Your task
Produce an exact transcription of every entry.

=== Records for the task ===

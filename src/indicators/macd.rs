//! Moving Average Convergence Divergence (MACD) indicator.
//!
//! MACD tracks the gap between a fast and a slow EMA of the closes, plus an
//! EMA of that gap (the signal line) and their difference (the histogram).
//!
//! # Algorithm
//!
//! 1. `macd_line = ema(close, fast) - ema(close, slow)`, defined from index
//!    `slow - 1` onward
//! 2. `signal_line = ema(macd_line from its first defined index, signal)`,
//!    left-padded with NaN to stay index-aligned with the input
//! 3. `histogram = macd_line - signal_line`
//!
//! # Example
//!
//! ```
//! use streakline::indicators::macd;
//!
//! let data: Vec<f64> = (1..=40).map(|x| x as f64 + (x as f64 * 0.7).sin()).collect();
//! let out = macd(&data, 12, 26, 9).unwrap();
//!
//! assert_eq!(out.macd.len(), data.len());
//! assert!(out.macd[24].is_nan());
//! assert!(!out.macd[25].is_nan());
//! // histogram = macd - signal wherever both are defined
//! assert!((out.histogram[35] - (out.macd[35] - out.signal[35])).abs() < 1e-10);
//! ```

use crate::error::{Error, Result};
use crate::traits::{validate_min_len, SeriesElement};

use super::ema::ema;

/// The three parallel MACD output series, each the same length as the input.
#[derive(Debug, Clone, PartialEq)]
pub struct MacdOutput<T: SeriesElement> {
    /// Fast EMA minus slow EMA.
    pub macd: Vec<T>,
    /// EMA of the MACD line over the signal window.
    pub signal: Vec<T>,
    /// MACD line minus signal line.
    pub histogram: Vec<T>,
}

/// Returns the lookback of the MACD line: `slow - 1`.
#[inline]
#[must_use]
pub const fn macd_line_lookback(slow: usize) -> usize {
    if slow == 0 {
        0
    } else {
        slow - 1
    }
}

/// Returns the lookback of the signal line (and histogram):
/// `slow + signal - 2`.
#[inline]
#[must_use]
pub const fn macd_signal_lookback(slow: usize, signal: usize) -> usize {
    macd_line_lookback(slow) + signal.saturating_sub(1)
}

/// Returns the minimum input length required for MACD.
#[inline]
#[must_use]
pub const fn macd_min_len(slow: usize, signal: usize) -> usize {
    slow + signal
}

/// Computes MACD line, signal line, and histogram.
///
/// # Arguments
///
/// * `data` - The input price series
/// * `fast` - Window of the fast EMA (commonly 12)
/// * `slow` - Window of the slow EMA (commonly 26); must exceed `fast`
/// * `signal` - Window of the EMA applied to the MACD line (commonly 9)
///
/// # Returns
///
/// A `Result` containing a [`MacdOutput`] whose three series are all the same
/// length as the input. The MACD line is NaN before index `slow - 1`; the
/// signal line and histogram are NaN before index `slow + signal - 2`.
///
/// # Errors
///
/// Returns [`Error::Parameter`](crate::error::Error::Parameter) if:
/// - any of `fast`, `slow`, `signal` is zero
/// - `fast >= slow`
/// - the series is shorter than `slow + signal`
#[must_use = "this returns a Result with the MACD output, which should be used"]
pub fn macd<T: SeriesElement>(
    data: &[T],
    fast: usize,
    slow: usize,
    signal: usize,
) -> Result<MacdOutput<T>> {
    for (name, value) in [("fast", fast), ("slow", slow), ("signal", signal)] {
        if value < 1 {
            return Err(Error::Parameter {
                name,
                value: value as f64,
                constraint: "must be at least 1".to_string(),
            });
        }
    }
    if fast >= slow {
        return Err(Error::Parameter {
            name: "fast",
            value: fast as f64,
            constraint: format!("must be less than slow period {slow}"),
        });
    }
    validate_min_len(data, "slow", slow, macd_min_len(slow, signal))?;

    let fast_ema = ema(data, fast)?;
    let slow_ema = ema(data, slow)?;

    // NaN lookbacks propagate through the subtraction, so the MACD line is
    // defined exactly where the slow EMA is.
    let macd_line: Vec<T> = fast_ema
        .iter()
        .zip(&slow_ema)
        .map(|(&f, &s)| f - s)
        .collect();

    // The signal EMA runs over the defined suffix of the MACD line, then is
    // left-padded back to the input's index space.
    let first_valid = macd_line_lookback(slow);
    let suffix_signal = ema(&macd_line[first_valid..], signal)?;
    let mut signal_line = vec![T::nan(); first_valid];
    signal_line.extend(suffix_signal);

    let histogram: Vec<T> = macd_line
        .iter()
        .zip(&signal_line)
        .map(|(&m, &s)| m - s)
        .collect();

    Ok(MacdOutput {
        macd: macd_line,
        signal: signal_line,
        histogram,
    })
}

===

Response area
filename src/indicators/macd.rs
//! Moving Average Convergence Divergence (MACD) indicator.
//!
//! MACD tracks the gap between a fast and a slow EMA of the closes, plus an
//! EMA of that gap (the signal line) and their difference (the histogram).
//!
//! # Algorithm
//!
//! 1. `macd_line = ema(close, fast) - ema(close, slow)`, defined from index
//!    `slow - 1` onward
//! 2. `signal_line = ema(macd_line from its first defined index, signal)`,
//!    left-padded with NaN to stay index-aligned with the input
//! 3. `histogram = macd_line - signal_line`
//!
//! # Example
//!
//! ```
//! use streakline::indicators::macd;
//!
//! let data: Vec<f64> = (1..=40).map(|x| x as f64 + (x as f64 * 0.7).sin()).collect();
//! let out = macd(&data, 12, 26, 9).unwrap();
//!
//! assert_eq!(out.macd.len(), data.len());
//! assert!(out.macd[24].is_nan());
//! assert!(!out.macd[25].is_nan());
//! // histogram = macd - signal wherever both are defined
//! assert!((out.histogram[35] - (out.macd[35] - out.signal[35])).abs() < 1e-10);
//! ```

use crate::error::{Error, Result};
use crate::traits::{validate_min_len, SeriesElement};

use super::ema::ema;

/// The three parallel MACD output series, each the same length as the input.
#[derive(Debug, Clone, PartialEq)]
pub struct MacdOutput<T: SeriesElement> {
    /// Fast EMA minus slow EMA.
    pub macd: Vec<T>,
    /// EMA of the MACD line over the signal window.
    pub signal: Vec<T>,
    /// MACD line minus signal line.
    pub histogram: Vec<T>,
}

/// Returns the lookback of the MACD line: `slow - 1`.
#[inline]
#[must_use]
pub const fn macd_line_lookback(slow: usize) -> usize {
    if slow == 0 {
        0
    } else {
        slow - 1
    }
}

/// Returns the lookback of the signal line (and histogram):
/// `slow + signal - 2`.
#[inline]
#[must_use]
pub const fn macd_signal_lookback(slow: usize, signal: usize) -> usize {
    macd_line_lookback(slow) + signal.saturating_sub(1)
}

/// Returns the minimum input length required for MACD.
#[inline]
#[must_use]
pub const fn macd_min_len(slow: usize, signal: usize) -> usize {
    slow + signal
}

/// Computes MACD line, signal line, and histogram.
///
/// # Arguments
///
/// * `data` - The input price series
/// * `fast` - Window of the fast EMA (commonly 12)
/// * `slow` - Window of the slow EMA (commonly 26); must exceed `fast`
/// * `signal` - Window of the EMA applied to the MACD line (commonly 9)
///
/// # Returns
///
/// A `Result` containing a [`MacdOutput`] whose three series are all the same
/// length as the input. The MACD line is NaN before index `slow - 1`; the
/// signal line and histogram are NaN before index `slow + signal - 2`.
///
/// # Errors
///
/// Returns [`Error::Parameter`](crate::error::Error::Parameter) if:
/// - any of `fast`, `slow`, `signal` is zero
/// - `fast >= slow`
/// - the series is shorter than `slow + signal`
#[must_use = "this returns a Result with the MACD output, which should be used"]
pub fn macd<T: SeriesElement>(
    data: &[T],
    fast: usize,
    slow: usize,
    signal: usize,
) -> Result<MacdOutput<T>> {
    for (name, value) in [("fast", fast), ("slow", slow), ("signal", signal)] {
        if value < 1 {
            return Err(Error::Parameter {
                name,
                value: value as f64,
                constraint: "must be at least 1".to_string(),
            });
        }
    }
    if fast >= slow {
        return Err(Error::Parameter {
            name: "fast",
            value: fast as f64,
            constraint: format!("must be less than slow period {slow}"),
        });
    }
    validate_min_len(data, "slow", slow, macd_min_len(slow, signal))?;

    let fast_ema = ema(data, fast)?;
    let slow_ema = ema(data, slow)?;

    // NaN lookbacks propagate through the subtraction, so the MACD line is
    // defined exactly where the slow EMA is.
    let macd_line: Vec<T> = fast_ema
        .iter()
        .zip(&slow_ema)
        .map(|(&f, &s)| f - s)
        .collect();

    // The signal EMA runs over the defined suffix of the MACD line, then is
    // left-padded back to the input's index space.
    let first_valid = macd_line_lookback(slow);
    let suffix_signal = ema(&macd_line[first_valid..], signal)?;
    let mut signal_line = vec![T::nan(); first_valid];
    signal_line.extend(suffix_signal);

    let histogram: Vec<T> = macd_line
        .iter()
        .zip(&signal_line)
        .map(|(&m, &s)| m - s)
        .collect();

    Ok(MacdOutput {
        macd: macd_line,
        signal: signal_line,
        histogram,
    })
}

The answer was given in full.